## [WORK TO COMPLETE]
Within the lines below, find those that hold the string "AccountDetails" and copy each one.

## [Stored data entries]
//! Account directory behavior: cache-aside reads, the one-account
//! invariant, and delete ordering.

mod common;

use std::sync::Arc;
use std::sync::atomic::Ordering;

use homeport_core::UserId;
use homeport_payments::AccountDirectory;
use homeport_payments::cache::{Cache, MemoryCache, account_key};
use homeport_payments::error::PaymentError;
use homeport_payments::provider::{AccountDetails, TosAcceptance};

use common::{BrokenCache, FakeProvider, MemoryProfileStore, account, profile, user};

fn directory(
    cache: Arc<dyn Cache>,
    profiles: Arc<MemoryProfileStore>,
    provider: Arc<FakeProvider>,
) -> AccountDirectory {
    AccountDirectory::new(cache, profiles, provider)
}

fn details() -> AccountDetails {
    AccountDetails {
        account_type: Some("custom".to_owned()),
        country: Some("AU".to_owned()),
        email: None,
        tos_acceptance: Some(TosAcceptance {
            date: 1_700_000_000,
            ip: "203.0.113.7".to_owned(),
        }),
    }
}

#[tokio::test]
async fn get_rejects_empty_user_id() {
    let provider = Arc::new(FakeProvider::default());
    let dir = directory(
        Arc::new(MemoryCache::new(16)),
        Arc::new(MemoryProfileStore::default()),
        provider.clone(),
    );

    let err = dir.get(&UserId::new("")).await.unwrap_err();
    assert!(matches!(err, PaymentError::InvalidInput("userId")));
    assert_eq!(provider.total_calls(), 0);
}

#[tokio::test]
async fn get_fails_without_profile() {
    let dir = directory(
        Arc::new(MemoryCache::new(16)),
        Arc::new(MemoryProfileStore::default()),
        Arc::new(FakeProvider::default()),
    );

    let err = dir.get(&UserId::new("u-1")).await.unwrap_err();
    assert!(matches!(err, PaymentError::NotFound { entity: "profile", .. }));
}

#[tokio::test]
async fn get_fails_no_account_when_profile_has_none() {
    let profiles = Arc::new(
        MemoryProfileStore::default().with_profile(profile(1, "u-1", None, None)),
    );
    let dir = directory(
        Arc::new(MemoryCache::new(16)),
        profiles,
        Arc::new(FakeProvider::default()),
    );

    let err = dir.get(&UserId::new("u-1")).await.unwrap_err();
    assert!(matches!(err, PaymentError::NoAccount(_)));
}

#[tokio::test]
async fn get_populates_cache_and_serves_second_read_from_it() {
    let cache = Arc::new(MemoryCache::new(16));
    let profiles = Arc::new(
        MemoryProfileStore::default().with_profile(profile(1, "u-1", Some("acct_1"), None)),
    );
    let provider = Arc::new(FakeProvider::default().with_account(account("acct_1")));
    let dir = directory(cache.clone(), profiles, provider.clone());

    let user_id = UserId::new("u-1");
    let first = dir.get(&user_id).await.expect("first read");
    assert_eq!(first.id.as_str(), "acct_1");
    assert_eq!(provider.retrieve_account_calls.load(Ordering::SeqCst), 1);

    // The snapshot lands under the namespaced key.
    let stored = cache.get(&account_key(&user_id)).await.unwrap();
    assert!(stored.is_some_and(|s| s.contains("acct_1")));

    // Second read is a cache hit: same value, no further provider call.
    let second = dir.get(&user_id).await.expect("second read");
    assert_eq!(second, first);
    assert_eq!(provider.retrieve_account_calls.load(Ordering::SeqCst), 1);
}

#[tokio::test]
async fn get_fails_not_found_when_provider_has_no_account() {
    let profiles = Arc::new(
        MemoryProfileStore::default().with_profile(profile(1, "u-1", Some("acct_gone"), None)),
    );
    let dir = directory(
        Arc::new(MemoryCache::new(16)),
        profiles,
        Arc::new(FakeProvider::default()),
    );

    let err = dir.get(&UserId::new("u-1")).await.unwrap_err();
    assert!(matches!(
        err,
        PaymentError::NotFound { entity: "payment account", .. }
    ));
}

#[tokio::test]
async fn get_survives_cache_write_failures() {
    let cache = Arc::new(BrokenCache::default());
    let profiles = Arc::new(
        MemoryProfileStore::default().with_profile(profile(1, "u-1", Some("acct_1"), None)),
    );
    let provider = Arc::new(FakeProvider::default().with_account(account("acct_1")));
    let dir = directory(cache.clone(), profiles, provider);

    // The failed cache write is swallowed; the read still succeeds.
    let result = dir.get(&UserId::new("u-1")).await.expect("read succeeds");
    assert_eq!(result.id.as_str(), "acct_1");
    assert_eq!(cache.set_attempts.load(Ordering::SeqCst), 1);
}

#[tokio::test]
async fn create_fails_conflict_without_provider_call() {
    let profiles = Arc::new(
        MemoryProfileStore::default().with_profile(profile(1, "u-1", Some("acct_1"), None)),
    );
    let provider = Arc::new(FakeProvider::default());
    let dir = directory(Arc::new(MemoryCache::new(16)), profiles, provider.clone());

    let err = dir.create(&UserId::new("u-1"), &details()).await.unwrap_err();
    assert!(matches!(err, PaymentError::Conflict { .. }));
    assert_eq!(provider.total_calls(), 0);
}

#[tokio::test]
async fn create_persists_account_id_and_caches_snapshot() {
    let cache = Arc::new(MemoryCache::new(16));
    let profiles = Arc::new(MemoryProfileStore::default().with_profile(profile(1, "u-1", None, None)));
    let provider = Arc::new(FakeProvider::default());
    let dir = directory(cache.clone(), profiles.clone(), provider.clone());

    let user_id = UserId::new("u-1");
    let created = dir.create(&user_id, &details()).await.expect("create");

    let stored = profiles.profile_of("u-1").unwrap();
    assert_eq!(stored.account_id.as_ref(), Some(&created.id));

    let cached = cache.get(&account_key(&user_id)).await.unwrap();
    assert!(cached.is_some_and(|s| s.contains(created.id.as_str())));

    // A subsequent get is served from the cache.
    provider.retrieve_account_calls.store(0, Ordering::SeqCst);
    let got = dir.get(&user_id).await.expect("get after create");
    assert_eq!(got.id, created.id);
    assert_eq!(provider.retrieve_account_calls.load(Ordering::SeqCst), 0);
}

#[tokio::test]
async fn create_fails_without_profile() {
    let dir = directory(
        Arc::new(MemoryCache::new(16)),
        Arc::new(MemoryProfileStore::default()),
        Arc::new(FakeProvider::default()),
    );

    let err = dir
        .create(&UserId::new("u-missing"), &details())
        .await
        .unwrap_err();
    assert!(matches!(err, PaymentError::NotFound { entity: "profile", .. }));
}

#[tokio::test]
async fn delete_clears_profile_and_cache() {
    let cache = Arc::new(MemoryCache::new(16));
    let profiles = Arc::new(
        MemoryProfileStore::default()
            .with_user(user("u-1", "host@example.com", "Ada", "Lovelace"))
            .with_profile(profile(1, "u-1", Some("acct_1"), None)),
    );
    let provider = Arc::new(FakeProvider::default().with_account(account("acct_1")));
    let dir = directory(cache.clone(), profiles.clone(), provider);

    let user_id = UserId::new("u-1");
    // Warm the cache first.
    dir.get(&user_id).await.expect("warm read");
    assert!(cache.get(&account_key(&user_id)).await.unwrap().is_some());

    let confirmation = dir.delete(&user_id).await.expect("delete");
    assert!(confirmation.deleted);
    assert_eq!(confirmation.id.map(|id| id.to_string()), Some("acct_1".to_owned()));

    assert!(profiles.profile_of("u-1").unwrap().account_id.is_none());
    assert!(cache.get(&account_key(&user_id)).await.unwrap().is_none());

    // With the reference gone the next read reports no account.
    let err = dir.get(&user_id).await.unwrap_err();
    assert!(matches!(err, PaymentError::NoAccount(_)));
}

#[tokio::test]
async fn delete_without_account_is_a_noop() {
    let profiles = Arc::new(MemoryProfileStore::default().with_profile(profile(1, "u-1", None, None)));
    let provider = Arc::new(FakeProvider::default());
    let dir = directory(Arc::new(MemoryCache::new(16)), profiles, provider.clone());

    let confirmation = dir.delete(&UserId::new("u-1")).await.expect("noop delete");
    assert!(!confirmation.deleted);
    assert!(confirmation.id.is_none());
    assert_eq!(provider.total_calls(), 0);
}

## [SOLVED EXERCISE]
use homeport_payments::provider::{AccountDetails, TosAcceptance};
fn details() -> AccountDetails {
    AccountDetails {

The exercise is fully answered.